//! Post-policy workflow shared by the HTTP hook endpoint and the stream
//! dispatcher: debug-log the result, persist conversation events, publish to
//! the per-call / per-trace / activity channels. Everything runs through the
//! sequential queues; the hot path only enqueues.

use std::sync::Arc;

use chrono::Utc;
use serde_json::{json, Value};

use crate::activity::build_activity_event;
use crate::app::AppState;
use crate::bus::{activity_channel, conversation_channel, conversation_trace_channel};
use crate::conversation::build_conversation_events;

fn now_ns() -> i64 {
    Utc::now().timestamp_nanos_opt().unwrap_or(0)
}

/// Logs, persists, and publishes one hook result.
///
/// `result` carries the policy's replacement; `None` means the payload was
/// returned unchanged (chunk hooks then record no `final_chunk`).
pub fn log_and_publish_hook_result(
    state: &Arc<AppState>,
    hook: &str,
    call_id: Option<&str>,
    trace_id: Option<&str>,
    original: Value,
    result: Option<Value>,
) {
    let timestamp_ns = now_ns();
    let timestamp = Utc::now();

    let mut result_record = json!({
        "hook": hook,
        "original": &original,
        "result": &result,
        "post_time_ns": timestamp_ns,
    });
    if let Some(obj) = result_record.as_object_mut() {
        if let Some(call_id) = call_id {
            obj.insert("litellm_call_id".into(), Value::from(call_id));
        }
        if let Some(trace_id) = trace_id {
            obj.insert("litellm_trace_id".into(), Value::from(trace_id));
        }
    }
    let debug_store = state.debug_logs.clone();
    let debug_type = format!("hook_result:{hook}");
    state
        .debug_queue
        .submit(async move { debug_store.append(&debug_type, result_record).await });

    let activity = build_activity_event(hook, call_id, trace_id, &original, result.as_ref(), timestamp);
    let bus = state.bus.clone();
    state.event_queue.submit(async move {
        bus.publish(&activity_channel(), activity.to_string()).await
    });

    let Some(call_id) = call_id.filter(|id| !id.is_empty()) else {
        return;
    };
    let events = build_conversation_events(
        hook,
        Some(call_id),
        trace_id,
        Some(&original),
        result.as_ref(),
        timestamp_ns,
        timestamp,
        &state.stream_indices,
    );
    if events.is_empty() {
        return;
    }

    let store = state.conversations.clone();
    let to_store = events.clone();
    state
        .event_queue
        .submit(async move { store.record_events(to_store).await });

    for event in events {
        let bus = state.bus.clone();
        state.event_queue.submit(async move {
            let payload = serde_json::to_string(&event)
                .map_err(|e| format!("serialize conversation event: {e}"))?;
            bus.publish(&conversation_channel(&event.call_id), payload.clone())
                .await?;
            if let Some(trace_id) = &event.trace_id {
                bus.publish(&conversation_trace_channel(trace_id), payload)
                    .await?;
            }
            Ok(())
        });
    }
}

-*-

Each line above that contains the string "format" should be copied.

◆ COMPLETED TASK
    let debug_type = format!("hook_result:{hook}");
                .map_err(|e| format!("serialize conversation event: {e}"))?;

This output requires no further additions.